Herkömmliche Nachverfolgungsmethoden wie manuelle Protokolle oder das Scannen von Barcodes reichen in schnelllebigen klinischen Umgebungen nicht mehr aus. Die RFID-Technologie hat sich als praktische Lösung etabliert, da sie die automatische Identifizierung und Echtzeit-Nachverfolgung von Gegenständen ermöglicht, ohne dass ein Scannen in Sichtlinie erforderlich ist.

Noch wichtiger ist, dass RFID nicht mehr nur ein betriebliches Hilfsmittel ist. In modernen Gesundheitssystemen ist es zu einem Bestandteil der Infrastruktur für die Patientensicherheit geworden.

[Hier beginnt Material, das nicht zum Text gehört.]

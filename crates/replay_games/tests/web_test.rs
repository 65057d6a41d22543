//! End-to-end tests for the browser front end.

use axum::{
    Router,
    body::Body,
    http::{Method, Request, StatusCode, header},
};
use http_body_util::BodyExt;
use replay_games::web::{WebState, router};
use replay_games::{MoveOrder, Session};
use serde_json::Value;
use tower::ServiceExt;

fn app(order: MoveOrder) -> Router {
    router(WebState::new(Session::new(order)))
}

async fn send(app: &Router, method: Method, uri: &str) -> (StatusCode, String) {
    let request = Request::builder()
        .method(method)
        .uri(uri)
        .body(Body::empty())
        .expect("valid request");
    let response = app.clone().oneshot(request).await.expect("router is infallible");
    let status = response.status();
    let bytes = response
        .into_body()
        .collect()
        .await
        .expect("body collects")
        .to_bytes();
    (status, String::from_utf8(bytes.to_vec()).expect("utf-8 body"))
}

async fn state(app: &Router) -> Value {
    let (status, body) = send(app, Method::GET, "/api/state").await;
    assert_eq!(status, StatusCode::OK);
    serde_json::from_str(&body).expect("state is json")
}

#[tokio::test]
async fn test_health() {
    let app = app(MoveOrder::Ascending);
    let (status, body) = send(&app, Method::GET, "/health").await;
    assert_eq!(status, StatusCode::OK);
    assert_eq!(body, "ok");
}

#[tokio::test]
async fn test_index_renders_empty_board() {
    let app = app(MoveOrder::Ascending);
    let (status, body) = send(&app, Method::GET, "/").await;
    assert_eq!(status, StatusCode::OK);
    assert!(body.contains("Next player: X"));
    assert!(body.contains("Go to game start"));
    assert!(body.contains("action=\"/cells/0\""));
}

#[tokio::test]
async fn test_cell_post_redirects_and_places_mark() {
    let app = app(MoveOrder::Ascending);
    let request = Request::builder()
        .method(Method::POST)
        .uri("/cells/4")
        .body(Body::empty())
        .expect("valid request");
    let response = app.clone().oneshot(request).await.expect("router is infallible");
    assert_eq!(response.status(), StatusCode::SEE_OTHER);
    assert_eq!(
        response.headers().get(header::LOCATION).map(|v| v.as_bytes()),
        Some(&b"/"[..])
    );

    let state = state(&app).await;
    assert_eq!(state["view"]["status"], "Next player: O");
    assert_eq!(state["session"]["game"]["current_move"], 1);
    assert_eq!(state["view"]["cells"][4]["square"]["Occupied"], "X");
}

#[tokio::test]
async fn test_unknown_cell_and_move_are_not_found() {
    let app = app(MoveOrder::Ascending);
    let (status, body) = send(&app, Method::POST, "/cells/9").await;
    assert_eq!(status, StatusCode::NOT_FOUND);
    assert!(body.contains("Unknown cell: 9"));

    let (status, body) = send(&app, Method::POST, "/moves/99").await;
    assert_eq!(status, StatusCode::NOT_FOUND);
    assert!(body.contains("99"));

    let state = state(&app).await;
    assert_eq!(state["session"]["game"]["current_move"], 0);
}

#[tokio::test]
async fn test_order_toggle() {
    let app = app(MoveOrder::Ascending);
    send(&app, Method::POST, "/cells/0").await;
    let (status, _) = send(&app, Method::POST, "/order").await;
    assert_eq!(status, StatusCode::SEE_OTHER);

    let state = state(&app).await;
    assert_eq!(state["view"]["order"], "descending");
    assert_eq!(state["view"]["toggle_label"], "Ascending");
    assert_eq!(state["view"]["moves"][0]["move_number"], 1);
}

#[tokio::test]
async fn test_win_then_time_travel() {
    let app = app(MoveOrder::Ascending);
    for cell in [4, 0, 1, 3, 7] {
        send(&app, Method::POST, &format!("/cells/{cell}")).await;
    }
    let state_after_win = state(&app).await;
    assert_eq!(state_after_win["view"]["status"], "Winner: X");
    assert_eq!(state_after_win["view"]["game_over"], true);
    assert_eq!(state_after_win["winning_line"], serde_json::json!([1, 4, 7]));

    // Further clicks on the won board are ignored.
    send(&app, Method::POST, "/cells/8").await;
    assert_eq!(state(&app).await["session"]["game"]["history"].as_array().map(Vec::len), Some(6));

    let (status, _) = send(&app, Method::POST, "/moves/2").await;
    assert_eq!(status, StatusCode::SEE_OTHER);
    send(&app, Method::POST, "/cells/8").await;

    let state = state(&app).await;
    assert_eq!(state["session"]["game"]["current_move"], 3);
    assert_eq!(state["session"]["game"]["history"].as_array().map(Vec::len), Some(4));
    assert_eq!(state["view"]["status"], "Next player: O");
    assert!(state["winning_line"].is_null());
}

#[tokio::test]
async fn test_cells_are_addressed_by_index_only() {
    let app = app(MoveOrder::Ascending);
    let (status, _) = send(&app, Method::POST, "/cells/center").await;
    assert_eq!(status, StatusCode::BAD_REQUEST);

    let state = state(&app).await;
    assert_eq!(state["session"]["game"]["history"].as_array().map(Vec::len), Some(1));
}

Das Kernproblem im Anlagenmanagement von Krankenhäusern

Die meisten Krankenhäuser stützen sich bei der Verwaltung ihrer Geräte nach wie vor auf fragmentierte Systeme. Die einzelnen Abteilungen führen oft getrennte Aufzeichnungen, und Aktualisierungen erfolgen ausschließlich durch manuelle Eingaben. Dies führt zu einer Reihe von anhaltenden Problemen.

Geräte werden häufig verlegt oder sind gerade dann vorübergehend nicht verfügbar, wenn sie benötigt werden. Das Personal verbringt oft viel Zeit mit der Suche nach Geräten, anstatt sich auf die Patientenversorgung zu konzentrieren. Die Bestandsdaten sind selten korrekt, was in einigen Abteilungen zu Überbeständen und in anderen zu Engpässen führt. Darüber hinaus stehen Krankenhäuser unter zunehmendem Druck, die Anforderungen von Prüfungen zu erfüllen, die eine genaue Nachverfolgung medizinischer Güter vorschreiben.

Diese Ineffizienzen führen nicht nur zu höheren Betriebskosten, sondern beeinträchtigen auch die Reaktionszeit in kritischen medizinischen Situationen.

Wie RFID die Nachverfolgung von medizinischen Geräten verändert

RFID ermöglicht die automatische Identifizierung und Nachverfolgung von Gegenständen mittels Funkkommunikation. Jedes medizinische Gerät ist mit einem RFID-Tag versehen, und an strategischen Stellen platzierte Lesegeräte erfassen Bewegungsdaten in Echtzeit.

Im Gegensatz zu Barcode-Systemen erfordert RFID kein manuelles Scannen. Dadurch können Krankenhäuser die Bewegungen von Geräten über Abteilungen, Lagerräume und Patientenversorgungsbereiche hinweg kontinuierlich überwachen.

Das Ergebnis ist ein Echtzeit-Transparenzsystem, das Unsicherheiten verringert und die Entscheidungsfindung im gesamten Krankenhausbetrieb verbessert.

Systemaufbau beim Einsatz von RFID im Gesundheitswesen

Ein typisches RFID-System im Gesundheitswesen besteht aus vier Komponenten.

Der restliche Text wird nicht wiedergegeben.